Data listing ::
········
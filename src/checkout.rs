//! Checkout
//!
//! Turns a submitted checkout into an [`OrderDraft`]: input validation first,
//! then re-pricing and stock checks against a [`CatalogSnapshot`], then coupon
//! re-evaluation against the fresh subtotal. Nothing here has side effects.

use jiff::Timestamp;
use rand::Rng;
use serde::{Deserialize, Serialize};
use thiserror::Error;
use uuid::Uuid;

use crate::{
    catalog::{CatalogSnapshot, LineKey, ProductUuid, VariantUuid},
    coupons::{self, Coupon, CouponCode, CouponError},
    customers::{Customer, CustomerInfo, Payment, PaymentInfo, ValidationErrors},
    orders::{AppliedCoupon, DraftItem, DraftParts, IdempotencyKey, OrderDraft, OrderNumber},
    pricing,
};

/// One requested line: ids and quantity only. Any price sent alongside is
/// ignored.
#[derive(Debug, Clone, Copy, PartialEq, Eq, Serialize, Deserialize)]
pub struct LineRequest {
    /// Requested product.
    #[serde(rename = "productId")]
    pub product: ProductUuid,

    /// Requested variant of the product, if any.
    #[serde(rename = "variantId", default)]
    pub variant: Option<VariantUuid>,

    /// Requested quantity; zero is rejected at validation.
    pub quantity: u32,
}

impl LineRequest {
    /// Identity of this line.
    pub const fn key(&self) -> LineKey {
        LineKey {
            product: self.product,
            variant: self.variant,
        }
    }
}

/// A checkout as submitted by a client.
#[derive(Debug, Clone, Deserialize)]
#[serde(rename_all = "camelCase")]
pub struct CheckoutRequest {
    /// Contact and delivery details.
    pub customer: CustomerInfo,
    /// Payment method and reference.
    pub payment: PaymentInfo,
    /// Requested lines; duplicates are merged.
    pub items: Vec<LineRequest>,
    /// Coupon code, matched ignoring case.
    #[serde(default)]
    pub coupon_code: Option<String>,
    /// Signed-in customer, absent for guest checkout.
    #[serde(default)]
    pub user_id: Option<Uuid>,
    /// Client-generated key that makes resubmission safe.
    #[serde(default)]
    pub idempotency_key: Option<String>,
}
//! Database Config

use clap::Args;

/// Database settings.
#[derive(Debug, Args)]
pub struct DatabaseConfig {
    /// `PostgreSQL` connection string
    #[arg(long, env = "DATABASE_URL")]
    pub database_url: String,

    /// Maximum number of pooled connections
    #[arg(long, env = "DATABASE_MAX_CONNECTIONS", default_value_t = 10_u32)]
    pub database_max_connections: u32,

    /// Apply pending migrations before serving requests
    #[arg(long, env = "RUN_MIGRATIONS", default_value_t = false)]
    pub run_migrations: bool,
}
//! Customers
//!
//! Contact and payment details submitted with a checkout, validated before
//! the catalog or storage is touched.

use std::fmt;

use serde::{Deserialize, Serialize};
use thiserror::Error;

/// Maximum length of a customer name.
pub const MAX_NAME_LEN: usize = 200;

/// Maximum length of a delivery address.
pub const MAX_ADDRESS_LEN: usize = 500;

/// Maximum length of a payment transaction id.
pub const MAX_TRANSACTION_ID_LEN: usize = 50;

/// A single failing input field.
#[derive(Debug, Clone, PartialEq, Eq, Serialize)]
pub struct FieldError {
    /// Request path of the field, e.g. `customer.phone`.
    pub field: String,
    /// What is wrong with it.
    pub message: String,
}

/// Every input field that failed validation.
#[derive(Debug, Error, Clone, Default, PartialEq, Eq, Serialize)]
#[error("invalid input: {}", self.summary())]
pub struct ValidationErrors {
    /// Failures in the order they were found.
    pub errors: Vec<FieldError>,
}

impl ValidationErrors {
    /// No failures yet.
    #[must_use]
    pub fn new() -> Self {
        Self::default()
    }

    /// Record a failing field.
    pub fn push(&mut self, field: impl Into<String>, message: impl Into<String>) {
        self.errors.push(FieldError {
            field: field.into(),
            message: message.into(),
        });
    }

    /// Whether nothing failed.
    pub fn is_empty(&self) -> bool {
        self.errors.is_empty()
    }

    /// Whether `field` has been recorded.
    pub fn contains(&self, field: &str) -> bool {
        self.errors.iter().any(|error| error.field == field)
    }

    fn summary(&self) -> String {
        self.errors
            .iter()
            .map(|error| format!("{}: {}", error.field, error.message))
            .collect::<Vec<_>>()
            .join("; ")
    }
}

/// Why a phone number was rejected.
#[derive(Debug, Error, Clone, Copy, PartialEq, Eq)]
#[error("must be a Bangladeshi mobile number like 01712345678")]
pub struct InvalidPhoneNumber;

/// A Bangladeshi mobile number in its 11-digit local form (`01XXXXXXXXX`).
#[derive(Debug, Clone, PartialEq, Eq, Hash, Serialize, Deserialize)]
#[serde(try_from = "String", into = "String")]
pub struct PhoneNumber(String);

impl PhoneNumber {
    /// Parse and normalise a phone number. Spaces and dashes are ignored and a
    /// `+880` or `880` country prefix is dropped.
    ///
    /// # Errors
    ///
    /// Returns [`InvalidPhoneNumber`] unless the result is `01[3-9]` followed
    /// by eight digits.
    pub fn parse(raw: &str) -> Result<Self, InvalidPhoneNumber> {
        let compact: String = raw
            .chars()
            .filter(|c| !c.is_whitespace() && *c != '-')
            .collect();

        let digits = compact.strip_prefix('+').unwrap_or(&compact);
        let local = match digits.strip_prefix("880") {
            Some(rest) => format!("0{rest}"),
            None => digits.to_string(),
        };

        let bytes = local.as_bytes();

        let valid = bytes.len() == 11
            && bytes.iter().all(u8::is_ascii_digit)
            && bytes.starts_with(b"01")
            && bytes.get(2).is_some_and(|operator| (b'3'..=b'9').contains(operator));

        if valid {
            Ok(Self(local))
        } else {
            Err(InvalidPhoneNumber)
        }
    }

    /// The 11-digit local form.
    pub fn as_str(&self) -> &str {
        &self.0
    }
}

impl fmt::Display for PhoneNumber {
    fn fmt(&self, f: &mut fmt::Formatter<'_>) -> fmt::Result {
        f.write_str(&self.0)
    }
}

impl TryFrom<String> for PhoneNumber {
    type Error = InvalidPhoneNumber;

    fn try_from(value: String) -> Result<Self, Self::Error> {
        Self::parse(&value)
    }
}

impl From<PhoneNumber> for String {
    fn from(value: PhoneNumber) -> Self {
        value.0
    }
}

/// Contact details as submitted.
#[derive(Debug, Clone, Default, PartialEq, Eq, Deserialize)]
pub struct CustomerInfo {
    /// Recipient name.
    pub name: String,
    /// Mobile number in any accepted format.
    pub phone: String,
    /// Delivery address.
    pub address: String,
    /// Optional email for receipts.
    pub email: Option<String>,
}

/// Contact details that passed validation.
#[derive(Debug, Clone, PartialEq, Eq, Serialize)]
pub struct Customer {
    /// Trimmed recipient name.
    pub name: String,
    /// Normalised mobile number.
    pub phone: PhoneNumber,
    /// Trimmed delivery address.
    pub address: String,
    /// Trimmed email, if given.
    pub email: Option<String>,
}

impl CustomerInfo {
    /// Validate into a [`Customer`], recording every failing field in
    /// `errors`.
    pub fn validate(&self, errors: &mut ValidationErrors) -> Option<Customer> {
        let name = required_text(errors, "customer.name", &self.name, MAX_NAME_LEN);
        let address = required_text(errors, "customer.address", &self.address, MAX_ADDRESS_LEN);

        let phone = PhoneNumber::parse(&self.phone)
            .inspect_err(|err| errors.push("customer.phone", err.to_string()))
            .ok();

        let email = match self.email.as_deref().map(str::trim) {
            None | Some("") => Some(None),
            Some(email) if is_plausible_email(email) => Some(Some(email.to_string())),
            Some(_) => {
                errors.push("customer.email", "must be a valid email address");
                None
            }
        };

        Some(Customer {
            name: name?,
            phone: phone?,
            address: address?,
            email: email?,
        })
    }
}

/// How the customer pays.
#[derive(Debug, Clone, PartialEq, Eq, Serialize)]
pub enum Payment {
    /// Paid to the courier on delivery.
    CashOnDelivery,

    /// Paid up front through bKash. The reference is stored, never verified.
    Bkash {
        /// Paying bKash account.
        account_number: PhoneNumber,
        /// bKash transaction id.
        transaction_id: String,
    },
}

impl Payment {
    /// Declared method for this payment.
    pub const fn method(&self) -> PaymentMethod {
        match self {
            Self::CashOnDelivery => PaymentMethod::Cod,
            Self::Bkash { .. } => PaymentMethod::Bkash,
        }
    }
}

/// Declared payment method.
#[derive(Debug, Clone, Copy, PartialEq, Eq, Hash, Serialize, Deserialize)]
#[serde(rename_all = "SCREAMING_SNAKE_CASE")]
pub enum PaymentMethod {
    /// Cash on delivery.
    Cod,
    /// bKash mobile payment.
    Bkash,
}

impl PaymentMethod {
    /// Storage representation.
    pub const fn as_str(self) -> &'static str {
        match self {
            Self::Cod => "cod",
            Self::Bkash => "bkash",
        }
    }

    /// Parse the storage representation.
    pub fn from_storage(value: &str) -> Option<Self> {
        match value {
            "cod" => Some(Self::Cod),
            "bkash" => Some(Self::Bkash),
            _ => None,
        }
    }
}

/// Payment details as submitted.
#[derive(Debug, Clone, PartialEq, Eq, Deserialize)]
#[serde(rename_all = "camelCase")]
pub struct PaymentInfo {
    /// Chosen method.
    pub method: PaymentMethod,
    /// Paying account, required for bKash.
    pub bkash_number: Option<String>,
    /// Transaction id, required for bKash.
    pub bkash_transaction_id: Option<String>,
}

impl PaymentInfo {
    /// Cash on delivery.
    #[must_use]
    pub const fn cash_on_delivery() -> Self {
        Self {
            method: PaymentMethod::Cod,
            bkash_number: None,
            bkash_transaction_id: None,
        }
    }

    /// Validate into a [`Payment`], recording every failing field in
    /// `errors`.
    pub fn validate(&self, errors: &mut ValidationErrors) -> Option<Payment> {
        match self.method {
            PaymentMethod::Cod => Some(Payment::CashOnDelivery),
            PaymentMethod::Bkash => {
                let account_number = match self.bkash_number.as_deref() {
                    Some(number) => PhoneNumber::parse(number)
                        .inspect_err(|err| errors.push("payment.bkashNumber", err.to_string()))
                        .ok(),
                    None => {
                        errors.push("payment.bkashNumber", "is required for bKash payments");
                        None
                    }
                };

                let transaction_id = required_text(
                    errors,
                    "payment.bkashTransactionId",
                    self.bkash_transaction_id.as_deref().unwrap_or_default(),
                    MAX_TRANSACTION_ID_LEN,
                );

                Some(Payment::Bkash {
                    account_number: account_number?,
                    transaction_id: transaction_id?,
                })
            }
        }
    }
}

fn required_text(
    errors: &mut ValidationErrors,
    field: &str,
    value: &str,
    max_len: usize,
) -> Option<String> {
    let trimmed = value.trim();

    if trimmed.is_empty() {
        errors.push(field, "is required");
        return None;
    }

    if trimmed.chars().count() > max_len {
        errors.push(field, format!("must be at most {max_len} characters"));
        return None;
    }

    Some(trimmed.to_string())
}

fn is_plausible_email(email: &str) -> bool {
    let mut parts = email.split('@');

    matches!(
        (parts.next(), parts.next(), parts.next()),
        (Some(local), Some(domain), None)
            if !local.is_empty() && domain.contains('.') && !domain.starts_with('.') && !domain.ends_with('.')
    )
}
········
Work instructions ::
Pick out all lines from the data above in which the word "quantity" appears.

Task result ::
/// One requested line: ids and quantity only. Any price sent alongside is
    /// Requested quantity; zero is rejected at validation.
    pub quantity: u32,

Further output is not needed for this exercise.